Conclusion


Le voyageur grec, entre le Ve et le IIIe siècles a vu son horizon s'élargir, certes, mais cette découverte du monde n'a cessé d'être offerte qu'à un petit nombre de privilégiés. Les sophistes, par exemple, sont des conférenciers voyageurs, mais reviennent souvent aux mêmes endroits ; en revanche Socrate, qui se disait "citoyen du monde" n'est sorti d'Athènes que pour une expédition militaire et, plus tard, les pionniers du stoïcisme ont fort peu voyagé. Les plus riches se contentent de tourisme médical pour chercher à guérir leurs maladies (sanctuaires d'Amphiaraos à Oropos, de Tricca en Thessalie et surtout d'Épidaure). Dans la succession des jours ils peuvent faire de petites excursions à la campagne pour y chasser ou simplement "pique-niquer". Toutefois le rêve d'une vie à la campagne n'existe pas pour le citadin, qui considère toujours le paysan comme un rustre ; l'archéologie a certes découvert quelques belles villas, de riches résidences secondaires (Chariton, Chairéas et Callirhoè) mais elles étaient construites sur le modèle d'une maison de ville.

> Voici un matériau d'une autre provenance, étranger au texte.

//! Configuration types for loading swarm scenarios from YAML.
//!
//! This module defines a thin, `serde`-deserializable description of a
//! simulation run. A scenario consists of:
//!
//! - [`FrameConfig`]    – size of the visible frame
//! - [`EngineConfig`]   – flat engine options, handed to the engine as strings
//! - [`NodeConfig`]     – initial state for each person and file
//! - [`EdgeConfig`]     – person-file links
//! - [`ScenarioConfig`] – top-level wrapper used to load a scenario from YAML
//!
//! # YAML format
//!
//! ```yaml
//! frame:
//!   width: 640
//!   height: 480
//!
//! engine:
//!   engine: decay            # or "orbit"
//!   edgeMultiplier: 1.0
//!   calculationRandomizer: 0.01
//!   nodesMultiplier: 1.0
//!   speedMultiplier: 1.0
//!   drag: 0.5
//!   seed: 42
//!
//! frames: 300
//!
//! persons:
//!   - name: alice
//!     x: [100, 100]          # optional, random when absent
//! files:
//!   - name: src/main.rs      # placed at the frame center when x is absent
//!     change: 12
//! edges:
//!   - from: alice
//!     to: src/main.rs
//!     weight: 12
//!     len: 25
//! ```

use std::collections::HashMap;

use serde::Deserialize;
use serde_yaml::Value;

use crate::error::ConfigError;

/// Visible frame size
#[derive(Deserialize, Debug, Clone, Copy)]
pub struct FrameConfig {
    pub width: f32,
    pub height: f32,
}

/// Engine options as written in the scenario file
/// Values may be YAML numbers, strings or booleans; the engine parses them itself
#[derive(Deserialize, Debug, Clone, Default)]
#[serde(transparent)]
pub struct EngineConfig {
    pub options: HashMap<String, Value>,
}

impl EngineConfig {
    /// Flatten to the `name -> string` map the engine is set up from
    /// Empty values, lists and maps are rejected
    pub fn to_options(&self) -> Result<HashMap<String, String>, ConfigError> {
        self.options
            .iter()
            .map(|(k, v)| Ok((k.clone(), scalar_to_string(k, v)?)))
            .collect()
    }
}

fn scalar_to_string(option: &str, value: &Value) -> Result<String, ConfigError> {
    match value {
        Value::String(s) => Ok(s.clone()),
        Value::Number(n) => Ok(n.to_string()),
        Value::Bool(b) => Ok(b.to_string()),
        Value::Null | Value::Sequence(_) | Value::Mapping(_) | Value::Tagged(_) => {
            Err(ConfigError::NotScalar {
                option: option.to_string(),
            })
        }
    }
}

/// Initial state of one person or file
#[derive(Deserialize, Debug, Clone)]
pub struct NodeConfig {
    pub name: String,
    pub x: Option<Vec<f32>>, // position, engine start location when absent
    pub v: Option<Vec<f32>>, // velocity, engine start velocity when absent
    pub m: Option<f32>, // mass
    pub max_speed: Option<f32>,
    pub life: Option<u32>,
    pub change: Option<i32>, // size of the latest change on this node
}

/// One person-file link
#[derive(Deserialize, Debug, Clone)]
pub struct EdgeConfig {
    pub from: String, // person name
    pub to: String, // file name
    pub weight: i32,
    pub len: Option<f32>,
    pub life: Option<u32>,
}

fn default_frames() -> u32 {
    100
}

/// Top-level scenario configuration loaded from YAML
#[derive(Deserialize, Debug, Clone)]
pub struct ScenarioConfig {
    pub frame: FrameConfig,
    #[serde(default)]
    pub engine: EngineConfig,
    #[serde(default = "default_frames")]
    pub frames: u32, // frames to run when the CLI does not override it
    #[serde(default)]
    pub persons: Vec<NodeConfig>,
    #[serde(default)]
    pub files: Vec<NodeConfig>,
    #[serde(default)]
    pub edges: Vec<EdgeConfig>,
}

impl ScenarioConfig {
    pub fn from_yaml(text: &str) -> Result<Self, serde_yaml::Error> {
        serde_yaml::from_str(text)
    }
}

#[cfg(test)]
mod tests {
    use super::*;

    #[test]
    fn numbers_and_strings_become_option_strings() {
        let cfg = ScenarioConfig::from_yaml(
            "frame: {width: 10, height: 20}\nengine:\n  drag: 0.25\n  engine: orbit\n  seed: 3\n",
        )
        .unwrap();
        let opts = cfg.engine.to_options().unwrap();
        assert_eq!(opts["drag"], "0.25");
        assert_eq!(opts["engine"], "orbit");
        assert_eq!(opts["seed"], "3");
        assert_eq!(cfg.frames, 100);
        assert!(cfg.persons.is_empty());
    }

    #[test]
    fn non_scalar_option_is_rejected() {
        let cfg = ScenarioConfig::from_yaml(
            "frame: {width: 10, height: 20}\nengine:\n  drag: [0.1, 0.2]\n",
        )
        .unwrap();
        let err = cfg.engine.to_options().unwrap_err();
        assert!(matches!(err, ConfigError::NotScalar { option } if option == "drag"));
    }
}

Quant aux gens ordinaires, ils ne connaissent que des voyages courts, le plus souvent collectifs (aux panégyries par exemple, et à condition qu'ils habitent près du lieu concerné), avec de mauvaises conditions de voyage et d'hébergement, voyages soumis, de surcroît, aux conditions climatiques, toutes circonstances qui constituent un frein considérable à l'invitation au voyage.